Accountability should sit with the access owner, the business approver, and the governance process that failed to review or revoke the entitlement. IAM can enforce the technical action, but IGA provides the evidence trail needed to determine why access remained active and who was responsible for approving it.
Why This Matters for Security Teams
When inappropriate access is discovered, the real question is not only who technically holds the entitlement, but which control failed to prevent it from persisting. In NHI environments, access often lives longer than the business justification behind it, especially for service accounts, API keys, and automation tokens. That makes accountability a governance issue as much as an IAM issue. The OWASP Non-Human Identity Top 10 frames this well: weak lifecycle controls and excessive privilege turn routine access into durable exposure.
NHI Management Group research shows the scale of the problem is not theoretical. In the Ultimate Guide to NHIs, 97% of NHIs carry excessive privileges, increasing unauthorised access and broadening the attack surface. That means an inappropriate entitlement is often the symptom of a broader review failure, not a one-off mistake. Accountability therefore sits across the access owner, the approver, and the process that should have forced revalidation or revocation.
In practice, many security teams discover this only after an audit finding, incident, or privilege escalation has already exposed the gap.
How It Works in Practice
Operational accountability starts by separating technical enforcement from business responsibility. IAM can grant, constrain, or remove access, but it rarely explains why the entitlement stayed active. IGA fills that gap by preserving the approval trail, periodic review records, and exception history needed to show whether access was still justified. The NHI Lifecycle Management Guide is especially relevant here because lifecycle control is where inappropriate access should be prevented, detected, and retired.
A practical review process usually asks four questions:
- Who requested the access, and what business function justified it?
- Who approved it, and did they have authority to approve that scope?
- Was the entitlement reviewed on schedule, especially for privileged NHIs?
- Was revocation delayed by process failure, ownership ambiguity, or missing evidence?
This is where the evidence trail matters. If a service account still has production access after the project ended, the access owner may own the entitlement, the business approver may own the decision, and the governance process may own the failure to revalidate. Current guidance suggests documenting all three layers, because a single owner label is usually too simplistic for complex environments. The OWASP Non-Human Identity Top 10 also reinforces that lifecycle, secrets hygiene, and privilege scoping must be handled together rather than as isolated controls.

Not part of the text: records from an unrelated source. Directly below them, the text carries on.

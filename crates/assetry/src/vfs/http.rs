//! folders served over http
//!
//! A folder url (always ending in `/`) answers GET with a [Listing](super::Listing) as text.
//! A file url answers GET with its content and accepts PUT to replace it.
//!
//! The root url may instead answer with a packed archive (any non `text/*` content type).
use super::remote::{RemoteFolder, Transport};
use super::Listing;
use async_trait::async_trait;
use bytes::Bytes;
use reqwest::{header::CONTENT_TYPE, Client, Url};
use std::sync::Arc;

pub type HttpFolder = RemoteFolder<HttpTransport>;

#[derive(Debug)]
pub struct HttpTransport {
    client: Client,
    root: Url,
    root_name: String,
}

impl HttpTransport {
    pub fn new(client: Client, root: Url) -> Self {
        let root = folder_url(root);
        Self {
            client,
            root_name: root.to_string(),
            root,
        }
    }

    fn url_for(&self, path: &str, is_folder: bool) -> Option<Url> {
        if path.is_empty() {
            return Some(self.root.clone());
        }
        let relative = if is_folder {
            format!("{path}/")
        } else {
            path.to_string()
        };
        match self.root.join(&relative) {
            Ok(url) => Some(url),
            Err(err) => {
                tracing::error!(root = %self.root, path, %err, "invalid asset url");
                None
            }
        }
    }

    async fn get(&self, url: Url) -> Option<Bytes> {
        get(&self.client, url).await.map(|(bytes, _)| bytes)
    }
}

#[async_trait]
impl Transport for HttpTransport {
    fn root_name(&self) -> &str {
        &self.root_name
    }

    async fn fetch_listing(&self, path: &str) -> Option<Bytes> {
        self.get(self.url_for(path, true)?).await
    }

    async fn fetch_file(&self, path: &str) -> Option<Bytes> {
        self.get(self.url_for(path, false)?).await
    }

    async fn upload(&self, path: &str, bytes: Bytes) -> bool {
        let Some(url) = self.url_for(path, false) else {
            return false;
        };
        tracing::debug!(uri = %url, len = bytes.len(), "uploading");
        match self.client.put(url.clone()).body(bytes).send().await {
            Ok(response) if response.status().is_success() => true,
            Ok(response) => {
                tracing::error!(status = %response.status(), uri = %url, "upload failed");
                false
            }
            Err(err) => {
                tracing::error!(uri = %url, %err, "upload failed");
                false
            }
        }
    }

    fn writable(&self) -> bool {
        true
    }
}

/// What the root url answered with
#[derive(Debug)]
pub enum HttpRoot {
    Listed(HttpFolder),
    Packed(Bytes),
}

/// Fetches the root url and decides between a listing and a packed archive
///
/// Returns `None` when the request fails (logged).
pub async fn open_root(client: Client, root: Url) -> Option<HttpRoot> {
    let transport = Arc::new(HttpTransport::new(client, root));
    let (bytes, content_type) = get(&transport.client, transport.root.clone()).await?;

    let is_text = content_type
        .as_deref()
        .map(|content_type| content_type.trim_start().starts_with("text/"))
        .unwrap_or(true);
    if !is_text {
        tracing::info!(root = %transport.root, ?content_type, "root is a packed archive");
        return Some(HttpRoot::Packed(bytes));
    }

    let listing = Listing::parse(&String::from_utf8_lossy(&bytes));
    Some(HttpRoot::Listed(RemoteFolder::with_listing(
        transport, listing,
    )))
}

async fn get(client: &Client, url: Url) -> Option<(Bytes, Option<String>)> {
    tracing::trace!(uri = %url, "GET");
    let response = match client.get(url.clone()).send().await {
        Ok(response) => response,
        Err(err) => {
            tracing::error!(uri = %url, %err, "request failed");
            return None;
        }
    };
    if !response.status().is_success() {
        tracing::error!(status = %response.status(), uri = %url, "request failed");
        return None;
    }
    let content_type = response
        .headers()
        .get(CONTENT_TYPE)
        .and_then(|value| value.to_str().ok())
        .map(str::to_string);
    match response.bytes().await {
        Ok(bytes) => Some((bytes, content_type)),
        Err(err) => {
            tracing::error!(uri = %url, %err, "response body failed");
            None
        }
    }
}

fn folder_url(mut url: Url) -> Url {
    if !url.path().ends_with('/') {
        let path = format!("{}/", url.path());
        url.set_path(&path);
    }
    url
}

Where this becomes effective is in closed-loop governance: detect the entitlement, tie it to an approver and owner, validate whether the use case still exists, then revoke or re-approve with a fresh expiration. These controls tend to break down in fast-moving CI/CD pipelines because access is frequently embedded in code, deployment templates, or shared automation paths.

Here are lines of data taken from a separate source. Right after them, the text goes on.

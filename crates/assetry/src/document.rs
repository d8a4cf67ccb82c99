//! hcl documents to [Value] trees and back
//!
//! In hcl terms a file is a `body`, which is a list of `attributes` (`key = expression`) and `blocks`
//! (`identifier "label" ... { body }`). A parsed document is always an object:
//! - an attribute becomes an entry, its expression is evaluated without any variables
//! - a block becomes a nested object keyed by its identifier and then by each label
//! - blocks with the same path are combined
//! - arrays become objects keyed `"0"`, `"1"`, ...
//!
//! ```hcl
//! Base = "unit-base"
//! hp = 80
//!
//! weapon laser {
//!   damage = 3 * 4
//! }
//! ```
//!
//! [to_text] writes a tree back as hcl. `parse(to_text(d))` is structurally equal to `d`.
use crate::value::{Literal, Location, Object, Value};
use hcl::eval::Evaluate;
use hcl_edit::structure::{Attribute, Block, Body, Structure};
use hcl_edit::Span;
use std::sync::Arc;

/// File extension of documents, without the dot
pub const EXTENSION: &str = "hcl";

/// Reserved key naming the document to inherit from
pub const BASE_KEY: &str = "Base";

#[derive(thiserror::Error, Debug)]
pub enum DocumentError {
    #[error("Unable to parse hcl document {source_name}")]
    Syntax {
        source_name: String,
        #[source]
        error: hcl_edit::parser::Error,
    },
    #[error("Unable to evaluate expression at {location}")]
    Evaluate {
        location: Location,
        #[source]
        error: hcl::eval::Error,
    },
    #[error("Only objects can be written as documents")]
    NotAnObject,
    #[error("Root key `{0}` is not a valid identifier")]
    InvalidRootKey(String),
    #[error("Unable to format document")]
    Format(#[from] hcl::Error),
    #[error("Document {0} could not be read")]
    Unavailable(String),
}

/// Parses a document without a known source
pub fn parse(text: &str) -> Result<Value, DocumentError> {
    parse_with_source(text, None)
}

/// Parses a document and records `source` in every [Location]
pub fn parse_with_source(text: &str, source: Option<&str>) -> Result<Value, DocumentError> {
    tracing::trace!(source = source.unwrap_or("<inline>"), "parsing document");
    let body = hcl_edit::parser::parse_body(text).map_err(|error| DocumentError::Syntax {
        source_name: source.unwrap_or("<inline>").to_string(),
        error,
    })?;

    let positions = Positions::new(text, source);
    let mut root = Object::new();
    read_body(&body, &positions, &mut root)?;
    Ok(Value::Object(root, positions.at(Some(0..0))))
}

fn read_body(body: &Body, positions: &Positions, target: &mut Object) -> Result<(), DocumentError> {
    for structure in body.iter() {
        match structure {
            Structure::Attribute(attribute) => read_attribute(attribute, positions, target)?,
            Structure::Block(block) => read_block(block, positions, target)?,
        }
    }
    Ok(())
}

fn read_attribute(
    attribute: &Attribute,
    positions: &Positions,
    target: &mut Object,
) -> Result<(), DocumentError> {
    let key = attribute.key.value().as_str().to_string();
    let location = positions.at(attribute.span());

    if let Some(decimal) = decimal_literal(&attribute.value) {
        insert(target, key, Value::Literal(Literal::Decimal(decimal), location));
        return Ok(());
    }

    let expression: hcl::Expression = attribute.value.clone().into();
    let evaluated = expression
        .evaluate(&hcl::eval::Context::new())
        .map_err(|error| DocumentError::Evaluate {
            location: location.clone(),
            error,
        })?;

    match from_hcl(evaluated, &location) {
        Some(value) => insert(target, key, value),
        None => tracing::warn!(%location, key = %key, "null value skipped"),
    }
    Ok(())
}

/// A number literal written with a fraction or an exponent
///
/// hcl stores integral floats such as `1e20` as (saturated) integers, the source text keeps them
/// decimal.
fn decimal_literal(expression: &hcl_edit::expr::Expression) -> Option<f64> {
    let hcl_edit::expr::Expression::Number(number) = expression else {
        return None;
    };
    let repr: String = number.as_repr()?.split_whitespace().collect();
    if !repr.contains(|c| matches!(c, '.' | 'e' | 'E')) {
        return None;
    }
    repr.parse().ok()
}

fn read_block(
    block: &Block,
    positions: &Positions,
    target: &mut Object,
) -> Result<(), DocumentError> {
    let location = positions.at(block.span());

    let mut body = Object::new();
    read_body(&block.body, positions, &mut body)?;

    // innermost label holds the body, wrap outwards up to the identifier
    let mut value = Value::Object(body, location.clone());
    for label in block.labels.iter().rev() {
        let mut wrapper = Object::new();
        wrapper.insert(label.as_str().to_string(), value);
        value = Value::Object(wrapper, location.clone());
    }

    insert(target, block.ident.value().as_str().to_string(), value);
    Ok(())
}

fn insert(target: &mut Object, key: String, value: Value) {
    match target.get_mut(&key) {
        Some(existing) if existing.is_object() && value.is_object() => existing.combine(value),
        Some(existing) => {
            tracing::debug!(key = %key, location = %value.location(), "duplicate key replaced");
            *existing = value;
        }
        None => {
            target.insert(key, value);
        }
    }
}

fn from_hcl(value: hcl::Value, location: &Location) -> Option<Value> {
    let literal = match value {
        hcl::Value::Null => return None,
        hcl::Value::Bool(b) => Literal::Boolean(b),
        hcl::Value::Number(n) => match n.as_i64() {
            Some(int) if !n.is_f64() => Literal::Integer(int),
            _ => Literal::Decimal(n.as_f64()?),
        },
        hcl::Value::String(s) => Literal::String(s),
        hcl::Value::Array(array) => {
            let object = array
                .into_iter()
                .filter_map(|element| from_hcl(element, location))
                .enumerate()
                .map(|(index, element)| (index.to_string(), element))
                .collect();
            return Some(Value::Object(object, location.clone()));
        }
        hcl::Value::Object(map) => {
            let object = map
                .into_iter()
                .filter_map(|(key, element)| from_hcl(element, location).map(|v| (key, v)))
                .collect();
            return Some(Value::Object(object, location.clone()));
        }
    };
    Some(Value::Literal(literal, location.clone()))
}

/// Byte offset to line/column translation
struct Positions<'t> {
    text: &'t str,
    source: Option<Arc<str>>,
}

impl<'t> Positions<'t> {
    fn new(text: &'t str, source: Option<&str>) -> Self {
        Self {
            text,
            source: source.map(Arc::from),
        }
    }

    fn at(&self, span: Option<std::ops::Range<usize>>) -> Location {
        let offset = span.map(|range| range.start).unwrap_or(0);
        let before = self.text.get(..offset).unwrap_or(self.text);
        let line = before.matches('\n').count() + 1;
        let column = before
            .rsplit('\n')
            .next()
            .map(|tail| tail.chars().count() + 1)
            .unwrap_or(1);
        Location::new(self.source.clone(), line, column)
    }
}

/// Writes an object tree as hcl text
///
/// Objects whose keys are all valid identifiers are written as blocks, other objects as object
/// expressions with quoted keys. The root must be an object whose keys are identifiers.
pub fn to_text(value: &Value) -> Result<String, DocumentError> {
    let object = value.as_object().ok_or(DocumentError::NotAnObject)?;
    let mut body = hcl::Body::builder();
    for (key, child) in object {
        if !is_identifier(key) {
            return Err(DocumentError::InvalidRootKey(key.clone()));
        }
        body = match child {
            Value::Object(children, _) if children.keys().all(|k| is_identifier(k)) => {
                body.add_block(to_block(key, children))
            }
            _ => body.add_attribute(hcl::Attribute::new(
                hcl::Identifier::unchecked(key),
                to_expression(child),
            )),
        };
    }
    Ok(hcl::format::to_string(&body.build())?)
}

fn to_block(key: &str, children: &Object) -> hcl::Block {
    let mut block = hcl::Block::builder(hcl::Identifier::unchecked(key));
    for (child_key, child) in children {
        block = match child {
            Value::Object(grandchildren, _) if grandchildren.keys().all(|k| is_identifier(k)) => {
                block.add_block(to_block(child_key, grandchildren))
            }
            _ => block.add_attribute(hcl::Attribute::new(
                hcl::Identifier::unchecked(child_key),
                to_expression(child),
            )),
        };
    }
    block.build()
}

fn to_expression(value: &Value) -> hcl::Expression {
    match value {
        Value::Literal(Literal::Boolean(b), _) => hcl::Expression::Bool(*b),
        Value::Literal(Literal::Integer(i), _) => hcl::Expression::Number((*i).into()),
        // integral decimals would come back as integers
        Value::Literal(Literal::Decimal(d), _) if d.is_finite() && d.fract() == 0.0 => {
            hcl::Expression::Raw(hcl::expr::RawExpression::new(format!("{d:e}")))
        }
        Value::Literal(Literal::Decimal(d), _) => match hcl::Number::from_f64(*d) {
            Some(number) => hcl::Expression::Number(number),
            None => {
                tracing::warn!(value = d, "non-finite decimal written as string");
                hcl::Expression::String(d.to_string())
            }
        },
        Value::Literal(Literal::String(s), _) => hcl::Expression::String(s.clone()),
        Value::Object(object, _) => hcl::Expression::Object(
            object
                .iter()
                .map(|(key, child)| {
                    (
                        hcl::ObjectKey::Expression(hcl::Expression::String(key.clone())),
                        to_expression(child),
                    )
                })
                .collect(),
        ),
    }
}

fn is_identifier(key: &str) -> bool {
    hcl::Identifier::new(key).is_ok()
}

/// Utility macro to parse a [Value] from hcl text
///
/// ```
/// # use assetry::document;
/// let unit = document!("hp = 80");
/// assert!(unit.contains_key("hp"));
/// ```
///
/// # Panic
/// Panics on invalid input
///
/// ```should_panic
/// # use assetry::document;
/// document!("not = valid = hcl");
/// ```
#[macro_export]
macro_rules! document {
    { $source:expr => $expr:expr } => {
        $crate::document::parse_with_source($expr, Some($source)).expect("document must parse")
    };
    { $expr:expr } => {
        $crate::document::parse($expr).expect("document must parse")
    };
}

#[cfg(test)]
pub(crate) mod test {
    use super::*;
    use pretty_assertions::assert_eq;

    #[test]
    fn attributes_and_blocks() {
        let doc = document! {r#"
        hp = 80
        name = "tank"
        armor = 2.5
        tracked = true

        weapon laser {
          damage = 12
          designation = "${"heavy"} laser"
        }
        "#};

        assert_eq!(doc.get("hp"), Some(&Value::from(80i64)));
        assert_eq!(doc.get("name"), Some(&Value::from("tank")));
        assert_eq!(doc.get("armor"), Some(&Value::from(2.5)));
        assert_eq!(doc.get("tracked"), Some(&Value::from(true)));
        assert_eq!(
            doc.get_path(&["weapon", "laser", "damage"]),
            Some(&Value::from(12i64))
        );
        assert_eq!(
            doc.get_path(&["weapon", "laser", "designation"]),
            Some(&Value::from("heavy laser"))
        );
    }

    #[test]
    fn arrays_become_indexed_objects() {
        let doc = document!(r#"wheels = ["front", "rear"]"#);
        let wheels = doc.get("wheels").unwrap();

        assert_eq!(wheels.get("0"), Some(&Value::from("front")));
        assert_eq!(wheels.get("1"), Some(&Value::from("rear")));
    }

    #[test]
    fn repeated_blocks_combine() {
        let doc = document! {r#"
        turret { speed = 1 }
        turret { range = 20 }
        "#};

        let turret = doc.get("turret").unwrap().as_object().unwrap();
        assert_eq!(turret.len(), 2);
    }

    #[test]
    fn locations_point_at_structures() {
        let doc = document!("unit.hcl" => "hp = 80\nspeed = 5\n");

        let hp = doc.get("hp").unwrap().location();
        let speed = doc.get("speed").unwrap().location();
        assert_eq!(speed.source.as_deref(), Some("unit.hcl"));
        assert_eq!(hp.line, 1);
        assert_eq!(speed.line, 2);
    }

    #[test]
    fn syntax_error_names_source() {
        let err = parse_with_source("not = valid = hcl", Some("broken.hcl")).unwrap_err();
        assert!(err.to_string().contains("broken.hcl"));
    }

    #[test]
    fn round_trip() {
        let doc = document! {r#"
        Base = "unit-base"
        hp = 80
        ratio = 0.25
        enabled = false
        tags = ["a", "b"]

        weapon "heavy laser" {
          damage = 12
          mounts = { front = 1, rear = 2 }
        }
        "#};

        let text = to_text(&doc).unwrap();
        assert_eq!(parse(&text).unwrap(), doc);
    }

    #[test]
    fn decimals_are_not_truncated() {
        let doc = document!("huge = 1e20\nvast = 1.5e300\nhalf = -0.5\nwhole = 2.0\ncount = 7");

        assert_eq!(doc.get("huge"), Some(&Value::from(1e20)));
        assert_eq!(doc.get("vast"), Some(&Value::from(1.5e300)));
        assert_eq!(doc.get("half"), Some(&Value::from(-0.5)));
        assert_eq!(doc.get("whole"), Some(&Value::from(2.0)));
        assert_eq!(doc.get("count"), Some(&Value::from(7i64)));

        let text = to_text(&doc).unwrap();
        assert!(!text.contains("9223372036854775807"), "{text}");
        assert_eq!(parse(&text).unwrap(), doc);
    }

    #[test]
    fn evaluation_errors_keep_their_location() {
        let err = parse("a = 1\nb = missing_variable").unwrap_err();
        assert!(matches!(
            err,
            DocumentError::Evaluate { ref location, .. } if location.line == 2
        ));
    }

    #[test]
    fn literal_root_cannot_be_written() {
        assert!(matches!(
            to_text(&Value::from(1i64)),
            Err(DocumentError::NotAnObject)
        ));
    }
}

Common Variations and Edge Cases
Tighter access governance often increases operational overhead, requiring organisations to balance faster delivery against stronger review discipline. That tradeoff is most visible in DevOps, platform engineering, and agentic automation, where teams want short approval paths but still need clear accountability for every active entitlement.

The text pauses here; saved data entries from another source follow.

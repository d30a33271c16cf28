//! Purpose: Bundled resource namespace read by the embedded-resource strategy.
//! Exports: `ResourceBundle`, `DirBundle`, `MemoryBundle`.
//! Invariants: `Ok(None)` means "not bundled"; only real read failures are errors.
use std::collections::HashMap;
use std::fmt;
use std::fs::File;
use std::io::{self, Cursor, Read};
use std::path::{Path, PathBuf};

pub trait ResourceBundle: Send + Sync + fmt::Debug {
    fn open(&self, key: &str) -> io::Result<Option<Box<dyn Read>>>;

    /// Where a key would live, for diagnostics.
    fn locate(&self, key: &str) -> String;
}

/// Resources stored as plain files under a root directory.
#[derive(Clone, Debug)]
pub struct DirBundle {
    root: PathBuf,
}

impl DirBundle {
    pub fn new(root: impl Into<PathBuf>) -> Self {
        Self { root: root.into() }
    }

    pub fn root(&self) -> &Path {
        &self.root
    }
}

impl ResourceBundle for DirBundle {
    fn open(&self, key: &str) -> io::Result<Option<Box<dyn Read>>> {
        if key.is_empty() || key.contains(['/', '\\']) {
            return Ok(None);
        }
        match File::open(self.root.join(key)) {
            Ok(file) => Ok(Some(Box::new(file))),
            Err(err) if err.kind() == io::ErrorKind::NotFound => Ok(None),
            Err(err) => Err(err),
        }
    }

    fn locate(&self, key: &str) -> String {
        self.root.join(key).display().to_string()
    }
}

/// Resources compiled into the binary, typically with `include_bytes!`.
#[derive(Clone, Default)]
pub struct MemoryBundle {
    entries: HashMap<String, &'static [u8]>,
}

impl MemoryBundle {
    pub fn new() -> Self {
        Self::default()
    }

    pub fn with_resource(mut self, key: impl Into<String>, bytes: &'static [u8]) -> Self {
        self.entries.insert(key.into(), bytes);
        self
    }
}

impl fmt::Debug for MemoryBundle {
    fn fmt(&self, f: &mut fmt::Formatter<'_>) -> fmt::Result {
        let mut keys: Vec<&str> = self.entries.keys().map(String::as_str).collect();
        keys.sort_unstable();
        f.debug_struct("MemoryBundle").field("keys", &keys).finish()
    }
}

impl ResourceBundle for MemoryBundle {
    fn open(&self, key: &str) -> io::Result<Option<Box<dyn Read>>> {
        Ok(self
            .entries
            .get(key)
            .map(|bytes| Box::new(Cursor::new(*bytes)) as Box<dyn Read>))
    }

    fn locate(&self, key: &str) -> String {
        format!("memory:{key}")
    }
}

One common edge case is delegated administration. A platform owner may approve access for an engineering team, but the security team still needs to know who can revoke it and on what schedule. Another is emergency or break-glass access, which should be explicitly time-bound and separately reviewed. Best practice is evolving here, but there is no universal standard for this yet: organisations should define explicit ownership, expiration, and post-use attestation rules rather than assuming a blanket exception process is enough.
Another frequent failure mode is orphaned machine access. Secrets, tokens, and certificates can outlive the staff member, system, or workload that requested them. NHI Management Group’s Top 10 NHI Issues highlights why this matters: when ownership is unclear, revocation is delayed and accountability becomes disputed. In those cases, the right answer is usually shared responsibility with a named system owner, named business approver, and a governance control that can prove when review failed.
Standards & Framework Alignment
This section maps relevant standards and security frameworks to the operational risks and controls described in this guidance.
OWASP Non-Human Identity Top 10 address the attack and risk surface, while NIST CSF 2.0 and NIST AI RMF set the governance and control requirements practitioners need to meet.
| Framework | Control / Reference | Relevance |
|---|---|---|
| OWASP Non-Human Identity Top 10 | NHI-03 | Covers lifecycle and privilege misuse that lead to stale inappropriate access. |
| NIST CSF 2.0 | PR.AC-4 | Access reviews and entitlement management map directly to accountability for active access. |
| NIST AI RMF | Governance and accountability are core when autonomous systems retain access without clear review. |
Track who approved access, verify review cadence, and remove entitlements that lack current justification.